**Exercise**
Look through the material that follows and show every line with the string "services".

**Data for processing**

Start of Block

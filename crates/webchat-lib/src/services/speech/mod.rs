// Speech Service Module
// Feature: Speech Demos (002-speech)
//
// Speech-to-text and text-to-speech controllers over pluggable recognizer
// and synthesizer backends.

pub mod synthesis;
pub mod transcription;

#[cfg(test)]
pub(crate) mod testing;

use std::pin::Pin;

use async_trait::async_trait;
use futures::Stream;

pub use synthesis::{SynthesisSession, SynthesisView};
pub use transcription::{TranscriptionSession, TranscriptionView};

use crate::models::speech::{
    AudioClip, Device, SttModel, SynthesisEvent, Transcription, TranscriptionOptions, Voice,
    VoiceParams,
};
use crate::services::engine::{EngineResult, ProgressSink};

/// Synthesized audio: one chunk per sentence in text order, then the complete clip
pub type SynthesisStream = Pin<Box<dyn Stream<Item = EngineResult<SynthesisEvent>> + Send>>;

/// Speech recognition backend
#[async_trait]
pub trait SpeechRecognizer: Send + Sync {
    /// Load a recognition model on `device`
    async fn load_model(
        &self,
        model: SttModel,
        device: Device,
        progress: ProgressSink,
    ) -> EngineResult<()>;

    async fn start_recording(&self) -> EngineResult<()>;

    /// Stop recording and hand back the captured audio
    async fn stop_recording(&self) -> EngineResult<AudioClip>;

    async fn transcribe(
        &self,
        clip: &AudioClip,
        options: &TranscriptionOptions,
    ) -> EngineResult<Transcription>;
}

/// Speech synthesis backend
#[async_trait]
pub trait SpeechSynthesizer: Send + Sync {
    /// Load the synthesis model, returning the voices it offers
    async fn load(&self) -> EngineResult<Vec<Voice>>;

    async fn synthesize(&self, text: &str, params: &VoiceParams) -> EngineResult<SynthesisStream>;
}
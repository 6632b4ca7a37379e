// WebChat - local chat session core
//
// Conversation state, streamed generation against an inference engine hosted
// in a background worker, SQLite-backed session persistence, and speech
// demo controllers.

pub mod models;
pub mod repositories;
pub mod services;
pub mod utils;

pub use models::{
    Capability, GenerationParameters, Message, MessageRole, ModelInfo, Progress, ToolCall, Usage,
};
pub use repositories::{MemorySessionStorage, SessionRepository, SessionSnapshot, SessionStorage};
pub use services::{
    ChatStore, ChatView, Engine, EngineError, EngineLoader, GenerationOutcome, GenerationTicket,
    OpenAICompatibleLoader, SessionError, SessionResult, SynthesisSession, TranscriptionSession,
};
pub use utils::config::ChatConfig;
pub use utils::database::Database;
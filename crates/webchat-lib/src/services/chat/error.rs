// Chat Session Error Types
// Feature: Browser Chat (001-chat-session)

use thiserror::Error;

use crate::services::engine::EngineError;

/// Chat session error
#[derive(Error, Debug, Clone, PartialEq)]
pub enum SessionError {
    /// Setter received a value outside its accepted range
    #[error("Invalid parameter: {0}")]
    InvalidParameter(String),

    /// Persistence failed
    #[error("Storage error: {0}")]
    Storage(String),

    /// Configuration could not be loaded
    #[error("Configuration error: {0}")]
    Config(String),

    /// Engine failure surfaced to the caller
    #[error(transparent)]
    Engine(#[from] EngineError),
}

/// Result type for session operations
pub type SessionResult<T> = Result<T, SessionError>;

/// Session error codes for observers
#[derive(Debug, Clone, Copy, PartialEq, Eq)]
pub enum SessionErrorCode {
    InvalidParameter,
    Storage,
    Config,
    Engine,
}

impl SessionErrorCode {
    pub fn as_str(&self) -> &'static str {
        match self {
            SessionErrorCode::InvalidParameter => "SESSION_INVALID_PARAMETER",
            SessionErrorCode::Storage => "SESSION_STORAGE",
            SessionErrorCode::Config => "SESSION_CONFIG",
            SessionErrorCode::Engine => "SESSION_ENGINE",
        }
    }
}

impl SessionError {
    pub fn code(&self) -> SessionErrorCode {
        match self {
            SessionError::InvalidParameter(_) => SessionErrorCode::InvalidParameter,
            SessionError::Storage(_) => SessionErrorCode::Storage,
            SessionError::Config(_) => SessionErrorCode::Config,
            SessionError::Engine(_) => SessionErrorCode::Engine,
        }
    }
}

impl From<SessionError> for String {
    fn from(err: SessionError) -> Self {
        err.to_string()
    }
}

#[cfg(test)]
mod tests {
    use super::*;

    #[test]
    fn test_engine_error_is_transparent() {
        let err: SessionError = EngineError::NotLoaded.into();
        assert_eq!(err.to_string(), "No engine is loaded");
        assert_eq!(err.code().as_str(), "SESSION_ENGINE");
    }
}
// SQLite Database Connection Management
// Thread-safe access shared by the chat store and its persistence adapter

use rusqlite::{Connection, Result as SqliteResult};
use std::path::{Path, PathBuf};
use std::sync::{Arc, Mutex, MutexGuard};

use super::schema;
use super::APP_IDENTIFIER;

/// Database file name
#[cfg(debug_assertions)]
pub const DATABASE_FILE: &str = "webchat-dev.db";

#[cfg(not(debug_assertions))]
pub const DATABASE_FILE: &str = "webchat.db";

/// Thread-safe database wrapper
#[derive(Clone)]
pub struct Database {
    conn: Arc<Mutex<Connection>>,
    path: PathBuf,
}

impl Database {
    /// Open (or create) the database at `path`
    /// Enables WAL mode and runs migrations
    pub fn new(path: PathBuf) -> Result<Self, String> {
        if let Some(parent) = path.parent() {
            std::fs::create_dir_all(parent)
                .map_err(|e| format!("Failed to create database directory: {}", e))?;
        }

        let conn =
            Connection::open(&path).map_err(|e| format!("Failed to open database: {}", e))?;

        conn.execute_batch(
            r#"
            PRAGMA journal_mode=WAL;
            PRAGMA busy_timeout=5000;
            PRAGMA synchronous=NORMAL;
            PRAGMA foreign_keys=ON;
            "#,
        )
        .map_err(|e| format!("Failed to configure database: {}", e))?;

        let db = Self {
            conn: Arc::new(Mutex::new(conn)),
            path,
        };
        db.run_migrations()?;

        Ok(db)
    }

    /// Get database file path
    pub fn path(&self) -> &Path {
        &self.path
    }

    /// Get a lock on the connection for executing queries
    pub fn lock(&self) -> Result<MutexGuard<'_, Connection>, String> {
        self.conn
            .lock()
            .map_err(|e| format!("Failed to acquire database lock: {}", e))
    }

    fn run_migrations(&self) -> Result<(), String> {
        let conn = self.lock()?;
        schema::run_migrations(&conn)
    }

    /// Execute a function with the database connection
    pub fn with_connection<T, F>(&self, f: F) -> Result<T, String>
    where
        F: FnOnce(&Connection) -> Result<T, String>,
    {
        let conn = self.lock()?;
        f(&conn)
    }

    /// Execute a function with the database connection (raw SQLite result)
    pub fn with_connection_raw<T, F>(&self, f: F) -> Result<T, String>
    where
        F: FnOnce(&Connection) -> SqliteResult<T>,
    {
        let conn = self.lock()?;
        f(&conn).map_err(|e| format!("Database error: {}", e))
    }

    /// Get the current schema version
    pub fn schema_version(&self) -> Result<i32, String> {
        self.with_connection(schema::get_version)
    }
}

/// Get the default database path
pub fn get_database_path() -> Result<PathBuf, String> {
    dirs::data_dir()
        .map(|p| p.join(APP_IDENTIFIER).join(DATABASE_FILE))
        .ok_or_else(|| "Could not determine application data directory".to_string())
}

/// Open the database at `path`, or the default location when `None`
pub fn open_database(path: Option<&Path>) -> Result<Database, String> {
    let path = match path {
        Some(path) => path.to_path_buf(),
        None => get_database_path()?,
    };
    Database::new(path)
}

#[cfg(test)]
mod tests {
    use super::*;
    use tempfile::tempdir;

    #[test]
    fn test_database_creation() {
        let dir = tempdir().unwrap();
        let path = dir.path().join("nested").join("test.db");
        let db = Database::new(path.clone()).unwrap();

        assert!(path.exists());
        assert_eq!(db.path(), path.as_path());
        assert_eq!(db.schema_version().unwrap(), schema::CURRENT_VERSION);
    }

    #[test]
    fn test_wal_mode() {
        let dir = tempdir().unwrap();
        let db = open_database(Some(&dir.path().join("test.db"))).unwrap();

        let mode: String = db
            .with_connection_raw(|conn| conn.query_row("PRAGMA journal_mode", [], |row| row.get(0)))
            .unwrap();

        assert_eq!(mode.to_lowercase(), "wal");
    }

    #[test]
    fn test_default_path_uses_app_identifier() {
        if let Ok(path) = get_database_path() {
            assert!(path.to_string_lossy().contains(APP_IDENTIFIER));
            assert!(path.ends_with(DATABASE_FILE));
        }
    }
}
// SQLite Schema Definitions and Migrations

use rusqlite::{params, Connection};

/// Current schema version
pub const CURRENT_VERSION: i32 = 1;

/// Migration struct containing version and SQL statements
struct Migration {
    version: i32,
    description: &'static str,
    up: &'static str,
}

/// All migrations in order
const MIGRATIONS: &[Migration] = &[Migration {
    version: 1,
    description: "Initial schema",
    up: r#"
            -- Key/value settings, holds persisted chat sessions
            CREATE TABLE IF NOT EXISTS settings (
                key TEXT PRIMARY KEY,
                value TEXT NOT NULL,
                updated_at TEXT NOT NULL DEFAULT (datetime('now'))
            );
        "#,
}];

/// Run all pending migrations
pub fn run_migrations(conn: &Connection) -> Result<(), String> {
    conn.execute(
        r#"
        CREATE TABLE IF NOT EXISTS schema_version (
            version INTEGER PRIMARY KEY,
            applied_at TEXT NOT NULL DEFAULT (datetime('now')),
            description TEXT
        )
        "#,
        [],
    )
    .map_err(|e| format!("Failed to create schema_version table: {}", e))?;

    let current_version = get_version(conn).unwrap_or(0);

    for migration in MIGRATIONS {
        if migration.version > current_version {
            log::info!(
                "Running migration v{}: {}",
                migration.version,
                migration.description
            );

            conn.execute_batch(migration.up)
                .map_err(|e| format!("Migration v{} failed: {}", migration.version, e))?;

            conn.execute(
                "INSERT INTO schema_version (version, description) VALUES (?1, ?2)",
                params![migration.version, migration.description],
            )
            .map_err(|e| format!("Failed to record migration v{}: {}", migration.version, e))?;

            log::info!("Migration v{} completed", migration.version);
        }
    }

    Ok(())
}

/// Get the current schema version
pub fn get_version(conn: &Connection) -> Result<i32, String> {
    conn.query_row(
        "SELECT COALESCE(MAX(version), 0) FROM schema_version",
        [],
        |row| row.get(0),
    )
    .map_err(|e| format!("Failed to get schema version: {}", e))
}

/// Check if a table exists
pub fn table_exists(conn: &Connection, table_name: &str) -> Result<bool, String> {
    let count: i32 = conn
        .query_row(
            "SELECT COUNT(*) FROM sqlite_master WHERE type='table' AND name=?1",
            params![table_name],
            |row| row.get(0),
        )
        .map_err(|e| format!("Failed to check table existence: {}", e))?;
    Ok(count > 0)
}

End of Block
Start of Block

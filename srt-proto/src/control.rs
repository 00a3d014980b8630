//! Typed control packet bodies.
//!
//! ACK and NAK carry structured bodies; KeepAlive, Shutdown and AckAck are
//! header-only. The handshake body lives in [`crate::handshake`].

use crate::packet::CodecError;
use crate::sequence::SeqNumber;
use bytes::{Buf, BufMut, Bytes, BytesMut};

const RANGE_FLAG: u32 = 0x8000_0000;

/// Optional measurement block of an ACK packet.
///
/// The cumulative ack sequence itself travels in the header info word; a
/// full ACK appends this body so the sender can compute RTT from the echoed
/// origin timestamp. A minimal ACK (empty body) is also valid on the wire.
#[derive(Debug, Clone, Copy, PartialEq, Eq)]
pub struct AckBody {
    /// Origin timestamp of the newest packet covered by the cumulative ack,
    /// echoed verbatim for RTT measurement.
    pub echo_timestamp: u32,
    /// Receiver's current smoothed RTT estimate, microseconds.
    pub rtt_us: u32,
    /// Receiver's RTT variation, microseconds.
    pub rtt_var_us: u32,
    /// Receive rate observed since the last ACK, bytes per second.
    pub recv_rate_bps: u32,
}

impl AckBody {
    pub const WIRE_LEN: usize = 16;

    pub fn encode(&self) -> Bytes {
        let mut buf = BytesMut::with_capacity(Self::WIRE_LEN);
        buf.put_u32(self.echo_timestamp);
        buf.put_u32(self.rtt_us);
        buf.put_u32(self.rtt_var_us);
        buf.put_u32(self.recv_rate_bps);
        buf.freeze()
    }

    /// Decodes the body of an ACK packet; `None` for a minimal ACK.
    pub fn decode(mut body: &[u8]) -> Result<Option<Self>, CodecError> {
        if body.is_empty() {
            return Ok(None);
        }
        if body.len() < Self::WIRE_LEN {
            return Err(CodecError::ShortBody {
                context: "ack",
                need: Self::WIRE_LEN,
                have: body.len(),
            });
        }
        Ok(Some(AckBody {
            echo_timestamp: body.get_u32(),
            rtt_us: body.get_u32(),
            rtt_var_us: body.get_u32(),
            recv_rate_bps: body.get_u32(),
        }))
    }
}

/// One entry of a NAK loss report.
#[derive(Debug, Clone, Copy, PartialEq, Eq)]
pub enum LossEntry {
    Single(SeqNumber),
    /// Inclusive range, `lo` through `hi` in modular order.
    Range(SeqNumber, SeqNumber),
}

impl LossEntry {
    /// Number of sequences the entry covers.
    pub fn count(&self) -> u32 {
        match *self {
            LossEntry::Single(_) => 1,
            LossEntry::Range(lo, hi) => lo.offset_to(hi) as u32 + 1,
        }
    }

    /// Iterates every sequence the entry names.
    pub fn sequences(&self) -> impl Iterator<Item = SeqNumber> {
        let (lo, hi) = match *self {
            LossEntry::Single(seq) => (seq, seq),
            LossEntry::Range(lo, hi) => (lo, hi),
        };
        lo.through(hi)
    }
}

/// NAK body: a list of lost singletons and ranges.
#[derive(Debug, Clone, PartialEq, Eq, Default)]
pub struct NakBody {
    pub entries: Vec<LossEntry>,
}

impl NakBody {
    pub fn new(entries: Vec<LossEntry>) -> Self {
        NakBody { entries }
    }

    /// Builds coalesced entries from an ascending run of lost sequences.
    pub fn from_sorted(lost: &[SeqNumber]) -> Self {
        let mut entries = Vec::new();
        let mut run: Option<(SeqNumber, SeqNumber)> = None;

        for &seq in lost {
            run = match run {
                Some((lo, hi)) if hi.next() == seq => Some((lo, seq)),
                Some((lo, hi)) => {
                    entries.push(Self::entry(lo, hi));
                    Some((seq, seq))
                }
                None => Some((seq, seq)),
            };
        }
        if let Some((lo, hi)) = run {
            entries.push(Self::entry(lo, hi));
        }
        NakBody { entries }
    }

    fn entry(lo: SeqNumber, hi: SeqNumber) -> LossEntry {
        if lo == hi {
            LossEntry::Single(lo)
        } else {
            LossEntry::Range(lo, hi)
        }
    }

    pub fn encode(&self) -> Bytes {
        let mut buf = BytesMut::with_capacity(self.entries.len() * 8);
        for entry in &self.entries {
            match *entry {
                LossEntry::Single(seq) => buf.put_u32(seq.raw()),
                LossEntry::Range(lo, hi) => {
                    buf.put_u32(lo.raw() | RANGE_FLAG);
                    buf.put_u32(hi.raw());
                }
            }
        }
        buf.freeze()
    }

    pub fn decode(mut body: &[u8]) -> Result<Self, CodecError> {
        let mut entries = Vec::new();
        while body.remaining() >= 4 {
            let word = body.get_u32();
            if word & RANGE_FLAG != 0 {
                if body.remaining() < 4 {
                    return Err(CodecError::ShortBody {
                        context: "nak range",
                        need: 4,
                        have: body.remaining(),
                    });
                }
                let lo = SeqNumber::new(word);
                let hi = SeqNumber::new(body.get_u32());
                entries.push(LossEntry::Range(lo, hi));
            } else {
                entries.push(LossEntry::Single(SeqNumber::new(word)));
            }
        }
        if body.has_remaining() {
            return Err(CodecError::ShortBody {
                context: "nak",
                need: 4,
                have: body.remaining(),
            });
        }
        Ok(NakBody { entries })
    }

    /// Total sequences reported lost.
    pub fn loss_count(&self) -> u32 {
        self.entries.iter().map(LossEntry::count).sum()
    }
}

End of Block

**Written answer**
filename crates/webchat-lib/src/services/speech/mod.rs
use crate::services::engine::{EngineResult, ProgressSink};
pub mod services;
pub use services::{
filename crates/webchat-lib/src/services/chat/error.rs
use crate::services::engine::EngineError;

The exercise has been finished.